With most other tools, the model is interacting with a live browser and effectively has to reason through a stream of low-level events while the page keeps changing. We instead freeze the page, let the model request one action, execute it, allow all resulting browser events to play out, then freeze again and return one bundled response with everything that happened plus the new stable page state.
So the model isn’t chasing a moving UI or event stream. It gets one grounded step at a time. A big part of the performance gain seems to come from that holistic action envelope.
The cleanliness of this approach that improves the ability for the model to interact without having to completely redefine the interface system with respect to still being able to use websites and the computer as is and not having to develop an entirely new interface protocol at the machine level.
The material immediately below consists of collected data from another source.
//! Storage key constants.

/// Storage keys used by the client
pub struct StorageKeys;

impl StorageKeys {
    /// Credential (durable backend)
    pub const CREDENTIAL: &'static str = "credential";

    /// Credential fallback copy (fast backend)
    pub const CREDENTIAL_FAST_BACKUP: &'static str = "credential_fast_backup";

    /// Last known server status snapshot (durable backend, JSON)
    pub const SERVER_STATUS_SNAPSHOT: &'static str = "server_status_snapshot";
}
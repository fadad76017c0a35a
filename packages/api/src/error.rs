// ABOUTME: HTTP error mapping for the review API
// ABOUTME: Translates domain errors into status codes and sanitised envelope messages

use axum::{
    http::StatusCode,
    response::{IntoResponse, Json as ResponseJson, Response},
};
use thiserror::Error;
use tracing::error;

use reqhub_review::ReviewError;
use reqhub_storage::StorageError;

use crate::response::ApiResponse;

#[derive(Debug, Error)]
pub enum ApiError {
    #[error("Unauthorized: {0}")]
    Unauthorized(String),

    #[error(transparent)]
    Review(#[from] ReviewError),
}

impl ApiError {
    pub fn status(&self) -> StatusCode {
        match self {
            ApiError::Unauthorized(_) => StatusCode::UNAUTHORIZED,
            ApiError::Review(err) => match err {
                ReviewError::MeetingNotFound(_)
                | ReviewError::RequirementNotFound(_)
                | ReviewError::AttendeeNotFound { .. }
                | ReviewError::VoteNotFound { .. }
                | ReviewError::VoteResultNotFound(_)
                | ReviewError::UserNotFound(_)
                | ReviewError::NotificationNotFound(_)
                | ReviewError::Storage(StorageError::NotFound) => StatusCode::NOT_FOUND,
                ReviewError::MeetingNotInProgress(_)
                | ReviewError::NotAttendee(_)
                | ReviewError::NotAssignedVoter(_) => StatusCode::FORBIDDEN,
                ReviewError::Conflict(_) => StatusCode::CONFLICT,
                ReviewError::InvalidTransition { .. } | ReviewError::Validation(_) => {
                    StatusCode::BAD_REQUEST
                }
                ReviewError::Storage(_) => StatusCode::INTERNAL_SERVER_ERROR,
            },
        }
    }
}

impl IntoResponse for ApiError {
    fn into_response(self) -> Response {
        let status = self.status();

        let message = if status == StatusCode::INTERNAL_SERVER_ERROR {
            error!("Request failed: {}", self);
            "Internal server error".to_string()
        } else {
            self.to_string()
        };

        (status, ResponseJson(ApiResponse::<()>::error(message))).into_response()
    }
}
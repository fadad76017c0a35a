// ABOUTME: Test helpers for packages that need a migrated database
// ABOUTME: Builds a single-connection in-memory SQLite pool

use sqlx::sqlite::{SqliteConnectOptions, SqlitePool, SqlitePoolOptions};
use std::str::FromStr;

/// Create a migrated in-memory database.
///
/// The pool holds exactly one connection that is never recycled, since every
/// SQLite `:memory:` connection is its own database.
pub async fn memory_pool() -> SqlitePool {
    let options = SqliteConnectOptions::from_str("sqlite::memory:")
        .expect("valid in-memory url")
        .foreign_keys(true);

    let pool = SqlitePoolOptions::new()
        .max_connections(1)
        .min_connections(1)
        .idle_timeout(None)
        .max_lifetime(None)
        .connect_with(options)
        .await
        .expect("open in-memory database");

    crate::run_migrations(&pool)
        .await
        .expect("apply migrations");

    pool
}

/// Insert a user row and return its id
pub async fn insert_user(pool: &SqlitePool, tenant_id: i64, username: &str, display_name: &str) -> i64 {
    sqlx::query("INSERT INTO users (tenant_id, username, display_name) VALUES (?, ?, ?)")
        .bind(tenant_id)
        .bind(username)
        .bind(display_name)
        .execute(pool)
        .await
        .expect("insert user")
        .last_insert_rowid()
}

/// Insert a requirement row and return its id
pub async fn insert_requirement(pool: &SqlitePool, tenant_id: i64, title: &str) -> i64 {
    sqlx::query("INSERT INTO requirements (tenant_id, title) VALUES (?, ?)")
        .bind(tenant_id)
        .bind(title)
        .execute(pool)
        .await
        .expect("insert requirement")
        .last_insert_rowid()
}
// ABOUTME: Pagination utilities for list endpoints
// ABOUTME: Normalises page/limit query parameters and builds response metadata

use serde::Serialize;

/// Default page size for paginated queries
pub const DEFAULT_PAGE_SIZE: i64 = 20;

/// Maximum page size to prevent performance issues
pub const MAX_PAGE_SIZE: i64 = 100;

/// Minimum page number (1-indexed)
pub const MIN_PAGE: i64 = 1;

pub fn default_page() -> i64 {
    MIN_PAGE
}

pub fn default_limit() -> i64 {
    DEFAULT_PAGE_SIZE
}

/// Page request after clamping
#[derive(Debug, Clone, Copy, PartialEq, Eq)]
pub struct PaginationParams {
    pub page: i64,
    pub limit: i64,
}

impl PaginationParams {
    pub fn new(page: i64, limit: i64) -> Self {
        Self {
            page: page.max(MIN_PAGE),
            limit: limit.clamp(1, MAX_PAGE_SIZE),
        }
    }

    /// SQL OFFSET for this page
    pub fn offset(&self) -> i64 {
        (self.page - 1).saturating_mul(self.limit)
    }
}

/// Metadata about pagination state
#[derive(Debug, Clone, Serialize, PartialEq, Eq)]
#[serde(rename_all = "camelCase")]
pub struct PaginationMeta {
    pub page: i64,
    pub page_size: i64,
    pub total_items: i64,
    pub total_pages: i64,
    pub has_next_page: bool,
    pub has_previous_page: bool,
}

impl PaginationMeta {
    pub fn new(params: &PaginationParams, total_items: i64) -> Self {
        let total_pages = (total_items + params.limit - 1) / params.limit;

        Self {
            page: params.page,
            page_size: params.limit,
            total_items,
            total_pages,
            has_next_page: params.page < total_pages,
            has_previous_page: params.page > MIN_PAGE,
        }
    }
}

/// Paginated response wrapper
#[derive(Debug, Serialize)]
pub struct PaginatedResponse<T> {
    pub items: Vec<T>,
    pub pagination: PaginationMeta,
}

impl<T> PaginatedResponse<T> {
    pub fn new(items: Vec<T>, params: &PaginationParams, total_items: i64) -> Self {
        Self {
            items,
            pagination: PaginationMeta::new(params, total_items),
        }
    }
}
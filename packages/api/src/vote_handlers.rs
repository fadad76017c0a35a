// ABOUTME: HTTP request handlers for voting and results
// ABOUTME: Vote casting, live statistics, pending voters, and archived results

use axum::{
    extract::{Path, State},
    response::IntoResponse,
    Json,
};
use tracing::info;

use reqhub_review::CastVoteInput;

use crate::auth::CurrentUser;
use crate::response::{created_or_error, ok_or_error};
use crate::state::AppState;

/// Cast or replace the caller's vote on one agenda item
pub async fn cast_vote(
    State(state): State<AppState>,
    user: CurrentUser,
    Path((meeting_id, requirement_id)): Path<(i64, i64)>,
    Json(request): Json<CastVoteInput>,
) -> impl IntoResponse {
    info!(
        "User {} voting on requirement {} in meeting {}",
        user.user_id, requirement_id, meeting_id
    );

    created_or_error(
        state
            .review
            .cast_vote(
                user.tenant_id,
                meeting_id,
                requirement_id,
                user.user_id,
                request,
            )
            .await,
    )
}

pub async fn list_votes(
    State(state): State<AppState>,
    user: CurrentUser,
    Path((meeting_id, requirement_id)): Path<(i64, i64)>,
) -> impl IntoResponse {
    ok_or_error(
        state
            .review
            .list_votes(user.tenant_id, meeting_id, requirement_id)
            .await,
    )
}

pub async fn get_my_vote(
    State(state): State<AppState>,
    user: CurrentUser,
    Path((meeting_id, requirement_id)): Path<(i64, i64)>,
) -> impl IntoResponse {
    ok_or_error(
        state
            .review
            .get_vote(user.tenant_id, meeting_id, requirement_id, user.user_id)
            .await,
    )
}

pub async fn get_vote_statistics(
    State(state): State<AppState>,
    user: CurrentUser,
    Path((meeting_id, requirement_id)): Path<(i64, i64)>,
) -> impl IntoResponse {
    ok_or_error(
        state
            .review
            .vote_statistics(user.tenant_id, meeting_id, requirement_id)
            .await,
    )
}

pub async fn get_pending_voters(
    State(state): State<AppState>,
    user: CurrentUser,
    Path(meeting_id): Path<i64>,
) -> impl IntoResponse {
    ok_or_error(state.review.pending_voters(user.tenant_id, meeting_id).await)
}

/// Archived results written when the meeting ended
pub async fn list_results(
    State(state): State<AppState>,
    user: CurrentUser,
    Path(meeting_id): Path<i64>,
) -> impl IntoResponse {
    ok_or_error(
        state
            .review
            .list_vote_results(user.tenant_id, meeting_id)
            .await,
    )
}

pub async fn get_result(
    State(state): State<AppState>,
    user: CurrentUser,
    Path((meeting_id, requirement_id)): Path<(i64, i64)>,
) -> impl IntoResponse {
    ok_or_error(
        state
            .review
            .get_vote_result(user.tenant_id, meeting_id, requirement_id)
            .await,
    )
}
// ABOUTME: Configuration constants for Reqhub
// ABOUTME: Environment variable names and their defaults

pub mod constants;

pub use constants::*;
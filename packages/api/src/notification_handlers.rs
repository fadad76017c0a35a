// ABOUTME: HTTP request handlers for in-app notifications
// ABOUTME: Lists the caller's notifications and marks them read

use axum::{
    extract::{Path, Query, State},
    response::IntoResponse,
};
use serde::Deserialize;
use tracing::info;

use reqhub_review::ReviewError;
use reqhub_storage::StorageError;

use crate::auth::CurrentUser;
use crate::pagination::{default_limit, default_page, PaginatedResponse, PaginationParams};
use crate::response::ok_or_error;
use crate::state::AppState;

#[derive(Debug, Deserialize)]
pub struct ListNotificationsQuery {
    #[serde(default)]
    pub unread_only: bool,
    #[serde(default = "default_page")]
    pub page: i64,
    #[serde(default = "default_limit")]
    pub limit: i64,
}

pub async fn list_notifications(
    State(state): State<AppState>,
    user: CurrentUser,
    Query(query): Query<ListNotificationsQuery>,
) -> impl IntoResponse {
    info!(
        "Listing notifications for user {} (unread_only: {})",
        user.user_id, query.unread_only
    );

    let params = PaginationParams::new(query.page, query.limit);
    let result = state
        .notifications
        .list_for_user(
            user.tenant_id,
            user.user_id,
            query.unread_only,
            Some(params.limit),
            Some(params.offset()),
        )
        .await
        .map(|(items, total)| PaginatedResponse::new(items, &params, total))
        .map_err(ReviewError::from);

    ok_or_error(result)
}

pub async fn mark_notification_read(
    State(state): State<AppState>,
    user: CurrentUser,
    Path(notification_id): Path<i64>,
) -> impl IntoResponse {
    let result = state
        .notifications
        .mark_read(user.tenant_id, user.user_id, notification_id)
        .await
        .map_err(|e| match e {
            StorageError::NotFound => ReviewError::NotificationNotFound(notification_id),
            other => ReviewError::from(other),
        });

    ok_or_error(result)
}
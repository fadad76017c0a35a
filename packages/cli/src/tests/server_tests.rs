use axum::body::Body;
use axum::http::{Request, StatusCode};
use http_body_util::BodyExt;
use serde_json::Value;
use tower::ServiceExt;

use crate::config::Config;
use crate::server::build_app;
use reqhub_storage::test_utils::memory_pool;

fn test_config() -> Config {
    Config::from_lookup(|_| None).unwrap()
}

#[tokio::test]
async fn test_app_serves_health() {
    let app = build_app(memory_pool().await, &test_config()).unwrap();

    let response = app
        .oneshot(
            Request::builder()
                .uri("/api/health")
                .body(Body::empty())
                .unwrap(),
        )
        .await
        .unwrap();

    assert_eq!(response.status(), StatusCode::OK);
    let bytes = response.into_body().collect().await.unwrap().to_bytes();
    let body: Value = serde_json::from_slice(&bytes).unwrap();
    assert_eq!(body["data"]["service"], "reqhub-api");
}

#[tokio::test]
async fn test_cors_preflight_allows_identity_headers() {
    let app = build_app(memory_pool().await, &test_config()).unwrap();

    let response = app
        .oneshot(
            Request::builder()
                .method("OPTIONS")
                .uri("/api/requirement-review-meetings")
                .header("Origin", "http://localhost:5173")
                .header("Access-Control-Request-Method", "POST")
                .header("Access-Control-Request-Headers", "x-tenant-id,x-user-id")
                .body(Body::empty())
                .unwrap(),
        )
        .await
        .unwrap();

    assert_eq!(response.status(), StatusCode::OK);
    assert_eq!(
        response
            .headers()
            .get("access-control-allow-origin")
            .and_then(|v| v.to_str().ok()),
        Some("http://localhost:5173")
    );
}

#[tokio::test]
async fn test_invalid_cors_origin_is_an_error() {
    let mut config = test_config();
    config.cors_origin = "bad\norigin".to_string();

    assert!(build_app(memory_pool().await, &config).is_err());
}
// ABOUTME: Read-only lookups into the requirement and user directories
// ABOUTME: Trait seams plus SQLite implementations used for titles and display names

use async_trait::async_trait;
use sqlx::{Row, SqlitePool};
use std::collections::HashMap;
use tracing::debug;

use reqhub_storage::StorageError;

/// Resolves requirement titles for archival snapshots and reports
#[async_trait]
pub trait RequirementDirectory: Send + Sync {
    async fn requirement_title(
        &self,
        tenant_id: i64,
        requirement_id: i64,
    ) -> Result<Option<String>, StorageError>;

    async fn requirement_titles(
        &self,
        tenant_id: i64,
        requirement_ids: &[i64],
    ) -> Result<HashMap<i64, String>, StorageError> {
        let mut titles = HashMap::new();
        for id in requirement_ids {
            if let Some(title) = self.requirement_title(tenant_id, *id).await? {
                titles.insert(*id, title);
            }
        }
        Ok(titles)
    }
}

/// Resolves user display names for voter details
#[async_trait]
pub trait UserDirectory: Send + Sync {
    async fn display_name(&self, tenant_id: i64, user_id: i64)
        -> Result<Option<String>, StorageError>;

    async fn display_names(
        &self,
        tenant_id: i64,
        user_ids: &[i64],
    ) -> Result<HashMap<i64, String>, StorageError> {
        let mut names = HashMap::new();
        for id in user_ids {
            if let Some(name) = self.display_name(tenant_id, *id).await? {
                names.insert(*id, name);
            }
        }
        Ok(names)
    }
}

/// Directory reader backed by the `requirements` and `users` tables
pub struct SqliteDirectory {
    pool: SqlitePool,
}

impl SqliteDirectory {
    pub fn new(pool: SqlitePool) -> Self {
        Self { pool }
    }

    async fn lookup_many(
        &self,
        sql_prefix: &str,
        tenant_id: i64,
        ids: &[i64],
    ) -> Result<HashMap<i64, String>, StorageError> {
        if ids.is_empty() {
            return Ok(HashMap::new());
        }

        let placeholders = vec!["?"; ids.len()].join(", ");
        let query_str = format!("{} AND id IN ({})", sql_prefix, placeholders);

        let mut query = sqlx::query(&query_str).bind(tenant_id);
        for id in ids {
            query = query.bind(*id);
        }

        let rows = query.fetch_all(&self.pool).await?;

        rows.iter()
            .map(|row| Ok((row.try_get("id")?, row.try_get("name")?)))
            .collect::<Result<HashMap<_, _>, sqlx::Error>>()
            .map_err(StorageError::Sqlx)
    }
}

#[async_trait]
impl RequirementDirectory for SqliteDirectory {
    async fn requirement_title(
        &self,
        tenant_id: i64,
        requirement_id: i64,
    ) -> Result<Option<String>, StorageError> {
        debug!("Resolving requirement {} for tenant {}", requirement_id, tenant_id);

        let title = sqlx::query_scalar("SELECT title FROM requirements WHERE tenant_id = ? AND id = ?")
            .bind(tenant_id)
            .bind(requirement_id)
            .fetch_optional(&self.pool)
            .await?;

        Ok(title)
    }

    async fn requirement_titles(
        &self,
        tenant_id: i64,
        requirement_ids: &[i64],
    ) -> Result<HashMap<i64, String>, StorageError> {
        self.lookup_many(
            "SELECT id, title AS name FROM requirements WHERE tenant_id = ?",
            tenant_id,
            requirement_ids,
        )
        .await
    }
}

#[async_trait]
impl UserDirectory for SqliteDirectory {
    async fn display_name(
        &self,
        tenant_id: i64,
        user_id: i64,
    ) -> Result<Option<String>, StorageError> {
        let name = sqlx::query_scalar(
            "SELECT COALESCE(display_name, username) FROM users WHERE tenant_id = ? AND id = ?",
        )
        .bind(tenant_id)
        .bind(user_id)
        .fetch_optional(&self.pool)
        .await?;

        Ok(name)
    }

    async fn display_names(
        &self,
        tenant_id: i64,
        user_ids: &[i64],
    ) -> Result<HashMap<i64, String>, StorageError> {
        self.lookup_many(
            "SELECT id, COALESCE(display_name, username) AS name FROM users WHERE tenant_id = ?",
            tenant_id,
            user_ids,
        )
        .await
    }
}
I already have it set up for local Claude agent use and seeing significant improvement, both in accuracy and task efficiency: `claude mcp add browser -- npx -y agent-browser-protocol@rc --mcp`
Additionally, if you want to configure with Claude Desktop, add the following to your `claude_desktop_config.json` after installing the MCP:
``` "mcpServers": { "browser": { "command": "npx", "args": [ "-y", "agent-browser-protocol@rc", "--mcp" ] } } ```
theredsix•8h ago
The browser shows the model the current page, the model chooses the next action, and the browser returns the new state. Between steps, JavaScript and time are frozen so the page stays still while the model thinks.
That makes things like ecommerce shopping and popup-heavy web app workflows much more reliable.
Using this setup, the project gets ~90% on Online Mind2Web. My bet is that browser agents need a protocol designed for models, not just wrappers around CDP.